This article was published in the Spring 2016 issue of Herbalgram issued by the American Botanical Council. Read the full text online.
The term iboga (sometimes spelled eboga or eboka) refers to a small variety of African plant species in the Apocynaceae family, principally Tabernanthe iboga and T. manii.1 There are at least seven identified species in Gabon alone, although variations are not always botanically distinguished.2,3 These unassuming perennial shrubs are endemic to equatorial West Africa, where they grow in the jungle understory in a region encompassing the borders of Gabon, Cameroon, Angola, and the Republic of the Congo (Congo-Brazzaville).1 Mature plants are typically one to two meters (3.3 to 6.6 feet) in height but can grow up to ten meters (32.8 feet) under certain circumstances, and they produce inedible, oblong orange fruits after their first year.
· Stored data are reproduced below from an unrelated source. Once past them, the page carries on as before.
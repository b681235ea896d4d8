use std::io::{Read, Write};

use shared_definitions::navboard::{checksum::FrameChecksum, NavboardFrame, FRAME_SIZE};

pub mod calibration;

use calibration::{CalibrationVectors, RawSampleSource};

use crate::{
    communication_interfaces::serial::{SerialConnector, TtyConnector},
    util::{
        error::{CalibrationError, SensorError},
        vectors::ImuVector,
    },
};

/// A decoded frame together with its calibrated inertial values.
#[derive(Debug, Clone, Copy, PartialEq)]
pub struct NavboardSample {
    pub raw: NavboardFrame,
    pub data: ImuVector,
}

/// Sensor board driver.
///
/// The tty is opened lazily and closed again after any failed read, so the
/// next call starts from a fresh connection. Not meant for concurrent use,
/// the control loop is the only reader.
pub struct Navboard<C: SerialConnector = TtyConnector> {
    connector: C,
    port: Option<C::Port>,
    start_command: Vec<u8>,
    checksum: Box<dyn FrameChecksum>,
    calibration: CalibrationVectors,
}

impl<C: SerialConnector> Navboard<C> {
    pub fn new(connector: C, start_command: Vec<u8>, checksum: Box<dyn FrameChecksum>) -> Self {
        Navboard {
            connector,
            port: None,
            start_command,
            checksum,
            calibration: CalibrationVectors::default(),
        }
    }

    pub fn next_sample(&mut self) -> Result<NavboardSample, SensorError> {
        let result = self.read_sample();
        if let Err(err) = &result {
            log::error!("Failed to read data. err={err}");
            self.close();
        }
        result
    }

    pub fn calibrate(&mut self) -> Result<(), CalibrationError> {
        let vectors = calibration::calibrate(self)?;
        self.set_calibration(vectors);
        Ok(())
    }

    pub fn calibration(&self) -> CalibrationVectors {
        self.calibration
    }

    pub fn set_calibration(&mut self, vectors: CalibrationVectors) {
        self.calibration = vectors;
    }

    pub fn is_open(&self) -> bool {
        self.port.is_some()
    }

    /// Drops the connection, a no-op when it is not open.
    pub fn close(&mut self) {
        if self.port.take().is_some() {
            log::debug!("Closing tty={}", self.connector.name());
        }
    }

    fn read_sample(&mut self) -> Result<NavboardSample, SensorError> {
        let mut buffer = [0_u8; FRAME_SIZE];
        self.open()?.read_exact(&mut buffer)?;

        let raw = NavboardFrame::decode(&buffer, self.checksum.as_ref())?;
        let data = self.calibration.apply(ImuVector::from_raw(raw.imu_values()));
        Ok(NavboardSample { raw, data })
    }

    fn open(&mut self) -> Result<&mut C::Port, SensorError> {
        let port = match self.port.take() {
            Some(port) => port,
            None => self.connect()?,
        };
        Ok(self.port.insert(port))
    }

    fn connect(&self) -> Result<C::Port, SensorError> {
        log::info!("Opening tty={}", self.connector.name());
        let mut port = self.connector.open().map_err(|err| {
            log::error!("Could not open tty. tty={} err={err}", self.connector.name());
            err
        })?;
        log::debug!("Writing start command");
        port.write_all(&self.start_command)?;
        port.flush()?;
        log::debug!("Opened tty={}", self.connector.name());
        Ok(port)
    }
}

impl<C: SerialConnector> RawSampleSource for Navboard<C> {
    fn next_raw(&mut self) -> Result<[i16; 6], SensorError> {
        Ok(self.next_sample()?.raw.imu_values())
    }
}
Iboga has been translated as “to care for” or “to heal” in various tribal dialects* of the Congo Basin where it plays an important cultural role, especially in Gabon. There, it has been used for centuries as a medicine and sacrament, particularly in the traditional spiritual discipline of Bwiti.4 The plant’s medicinal alkaloids are concentrated in the inner layer of its extremely bitter bark, which is peeled from the roots of mature plants — at least three to five years of age, although older plants are preferred when available. The harvesting process often involves uprooting the entire shrub, but there are more time-consuming methods of harvesting root bark from living plants that allow the plant to regenerate but stunt further growth.